- [RECORDS TO USE]:
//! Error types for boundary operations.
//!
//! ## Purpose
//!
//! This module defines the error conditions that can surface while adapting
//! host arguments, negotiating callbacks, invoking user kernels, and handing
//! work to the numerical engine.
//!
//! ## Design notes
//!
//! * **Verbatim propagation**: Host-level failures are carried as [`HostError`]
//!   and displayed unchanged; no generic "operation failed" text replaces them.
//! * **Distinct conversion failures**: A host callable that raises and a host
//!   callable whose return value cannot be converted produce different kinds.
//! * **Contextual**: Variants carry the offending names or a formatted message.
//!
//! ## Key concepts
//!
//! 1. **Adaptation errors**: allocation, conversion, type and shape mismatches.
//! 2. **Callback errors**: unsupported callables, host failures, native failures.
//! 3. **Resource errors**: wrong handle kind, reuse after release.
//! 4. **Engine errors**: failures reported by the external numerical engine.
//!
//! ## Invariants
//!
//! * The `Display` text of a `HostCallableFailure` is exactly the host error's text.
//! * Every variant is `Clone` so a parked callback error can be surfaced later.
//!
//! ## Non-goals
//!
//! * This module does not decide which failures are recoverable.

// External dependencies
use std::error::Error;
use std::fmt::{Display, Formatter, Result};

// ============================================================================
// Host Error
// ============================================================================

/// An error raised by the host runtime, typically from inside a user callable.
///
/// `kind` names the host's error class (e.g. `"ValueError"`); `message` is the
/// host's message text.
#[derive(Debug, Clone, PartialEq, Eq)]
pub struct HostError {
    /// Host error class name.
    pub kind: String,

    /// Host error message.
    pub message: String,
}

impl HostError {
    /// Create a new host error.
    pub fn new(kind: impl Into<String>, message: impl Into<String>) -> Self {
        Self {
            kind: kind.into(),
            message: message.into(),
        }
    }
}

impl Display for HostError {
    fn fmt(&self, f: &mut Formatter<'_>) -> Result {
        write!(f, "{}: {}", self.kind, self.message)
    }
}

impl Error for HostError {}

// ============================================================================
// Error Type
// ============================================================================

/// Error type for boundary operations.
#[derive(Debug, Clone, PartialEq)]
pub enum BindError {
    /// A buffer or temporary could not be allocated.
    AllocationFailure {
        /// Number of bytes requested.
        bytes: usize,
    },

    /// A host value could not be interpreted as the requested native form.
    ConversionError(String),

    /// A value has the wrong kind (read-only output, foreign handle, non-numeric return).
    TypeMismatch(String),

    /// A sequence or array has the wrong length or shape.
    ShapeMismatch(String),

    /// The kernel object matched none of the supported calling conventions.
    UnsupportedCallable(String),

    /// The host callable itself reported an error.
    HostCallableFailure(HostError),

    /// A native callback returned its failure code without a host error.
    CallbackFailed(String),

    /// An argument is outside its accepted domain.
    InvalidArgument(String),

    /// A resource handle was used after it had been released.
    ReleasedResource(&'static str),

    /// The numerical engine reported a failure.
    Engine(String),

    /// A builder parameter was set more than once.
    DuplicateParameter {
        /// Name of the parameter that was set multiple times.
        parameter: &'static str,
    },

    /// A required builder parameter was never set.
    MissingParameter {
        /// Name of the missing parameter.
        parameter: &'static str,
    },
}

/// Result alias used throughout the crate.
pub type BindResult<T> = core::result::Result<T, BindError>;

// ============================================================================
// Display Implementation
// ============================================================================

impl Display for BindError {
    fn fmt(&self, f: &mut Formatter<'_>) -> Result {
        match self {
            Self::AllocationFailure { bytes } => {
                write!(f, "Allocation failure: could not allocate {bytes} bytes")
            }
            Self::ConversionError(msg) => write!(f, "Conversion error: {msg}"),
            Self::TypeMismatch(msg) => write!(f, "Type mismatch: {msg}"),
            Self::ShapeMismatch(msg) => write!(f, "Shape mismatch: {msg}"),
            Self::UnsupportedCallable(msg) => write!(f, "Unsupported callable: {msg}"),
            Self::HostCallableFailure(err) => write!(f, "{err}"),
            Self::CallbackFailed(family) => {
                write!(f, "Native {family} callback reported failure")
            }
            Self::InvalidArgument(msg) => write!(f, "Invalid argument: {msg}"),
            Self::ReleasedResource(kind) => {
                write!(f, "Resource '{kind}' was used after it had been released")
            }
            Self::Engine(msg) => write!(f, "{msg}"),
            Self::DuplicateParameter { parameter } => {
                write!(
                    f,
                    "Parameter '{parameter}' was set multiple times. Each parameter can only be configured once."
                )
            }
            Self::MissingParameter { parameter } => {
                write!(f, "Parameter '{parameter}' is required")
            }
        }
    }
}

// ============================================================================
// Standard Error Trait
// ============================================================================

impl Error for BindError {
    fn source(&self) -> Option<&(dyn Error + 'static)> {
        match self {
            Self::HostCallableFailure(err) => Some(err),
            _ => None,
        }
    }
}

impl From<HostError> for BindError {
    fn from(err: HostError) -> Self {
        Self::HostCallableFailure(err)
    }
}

- [PROBLEM]:
Print all of the lines above so that each one matches its original exactly.

- [FINISHED TASK]:
//! Error types for boundary operations.
//!
//! ## Purpose
//!
//! This module defines the error conditions that can surface while adapting
//! host arguments, negotiating callbacks, invoking user kernels, and handing
//! work to the numerical engine.
//!
//! ## Design notes
//!
//! * **Verbatim propagation**: Host-level failures are carried as [`HostError`]
//!   and displayed unchanged; no generic "operation failed" text replaces them.
//! * **Distinct conversion failures**: A host callable that raises and a host
//!   callable whose return value cannot be converted produce different kinds.
//! * **Contextual**: Variants carry the offending names or a formatted message.
//!
//! ## Key concepts
//!
//! 1. **Adaptation errors**: allocation, conversion, type and shape mismatches.
//! 2. **Callback errors**: unsupported callables, host failures, native failures.
//! 3. **Resource errors**: wrong handle kind, reuse after release.
//! 4. **Engine errors**: failures reported by the external numerical engine.
//!
//! ## Invariants
//!
//! * The `Display` text of a `HostCallableFailure` is exactly the host error's text.
//! * Every variant is `Clone` so a parked callback error can be surfaced later.
//!
//! ## Non-goals
//!
//! * This module does not decide which failures are recoverable.

// External dependencies
use std::error::Error;
use std::fmt::{Display, Formatter, Result};

// ============================================================================
// Host Error
// ============================================================================

/// An error raised by the host runtime, typically from inside a user callable.
///
/// `kind` names the host's error class (e.g. `"ValueError"`); `message` is the
/// host's message text.
#[derive(Debug, Clone, PartialEq, Eq)]
pub struct HostError {
    /// Host error class name.
    pub kind: String,

    /// Host error message.
    pub message: String,
}

impl HostError {
    /// Create a new host error.
    pub fn new(kind: impl Into<String>, message: impl Into<String>) -> Self {
        Self {
            kind: kind.into(),
            message: message.into(),
        }
    }
}

impl Display for HostError {
    fn fmt(&self, f: &mut Formatter<'_>) -> Result {
        write!(f, "{}: {}", self.kind, self.message)
    }
}

impl Error for HostError {}

// ============================================================================
// Error Type
// ============================================================================

/// Error type for boundary operations.
#[derive(Debug, Clone, PartialEq)]
pub enum BindError {
    /// A buffer or temporary could not be allocated.
    AllocationFailure {
        /// Number of bytes requested.
        bytes: usize,
    },

    /// A host value could not be interpreted as the requested native form.
    ConversionError(String),

    /// A value has the wrong kind (read-only output, foreign handle, non-numeric return).
    TypeMismatch(String),

    /// A sequence or array has the wrong length or shape.
    ShapeMismatch(String),

    /// The kernel object matched none of the supported calling conventions.
    UnsupportedCallable(String),

    /// The host callable itself reported an error.
    HostCallableFailure(HostError),

    /// A native callback returned its failure code without a host error.
    CallbackFailed(String),

    /// An argument is outside its accepted domain.
    InvalidArgument(String),

    /// A resource handle was used after it had been released.
    ReleasedResource(&'static str),

    /// The numerical engine reported a failure.
    Engine(String),

    /// A builder parameter was set more than once.
    DuplicateParameter {
        /// Name of the parameter that was set multiple times.
        parameter: &'static str,
    },

    /// A required builder parameter was never set.
    MissingParameter {
        /// Name of the missing parameter.
        parameter: &'static str,
    },
}

/// Result alias used throughout the crate.
pub type BindResult<T> = core::result::Result<T, BindError>;

// ============================================================================
// Display Implementation
// ============================================================================

impl Display for BindError {
    fn fmt(&self, f: &mut Formatter<'_>) -> Result {
        match self {
            Self::AllocationFailure { bytes } => {
                write!(f, "Allocation failure: could not allocate {bytes} bytes")
            }
            Self::ConversionError(msg) => write!(f, "Conversion error: {msg}"),
            Self::TypeMismatch(msg) => write!(f, "Type mismatch: {msg}"),
            Self::ShapeMismatch(msg) => write!(f, "Shape mismatch: {msg}"),
            Self::UnsupportedCallable(msg) => write!(f, "Unsupported callable: {msg}"),
            Self::HostCallableFailure(err) => write!(f, "{err}"),
            Self::CallbackFailed(family) => {
                write!(f, "Native {family} callback reported failure")
            }
            Self::InvalidArgument(msg) => write!(f, "Invalid argument: {msg}"),
            Self::ReleasedResource(kind) => {
                write!(f, "Resource '{kind}' was used after it had been released")
            }
            Self::Engine(msg) => write!(f, "{msg}"),
            Self::DuplicateParameter { parameter } => {
                write!(
                    f,
                    "Parameter '{parameter}' was set multiple times. Each parameter can only be configured once."
                )
            }
            Self::MissingParameter { parameter } => {
                write!(f, "Parameter '{parameter}' is required")
            }
        }
    }
}

// ============================================================================
// Standard Error Trait
// ============================================================================

impl Error for BindError {
    fn source(&self) -> Option<&(dyn Error + 'static)> {
        match self {
            Self::HostCallableFailure(err) => Some(err),
            _ => None,
        }
    }
}

impl From<HostError> for BindError {
    fn from(err: HostError) -> Self {
        Self::HostCallableFailure(err)
    }
}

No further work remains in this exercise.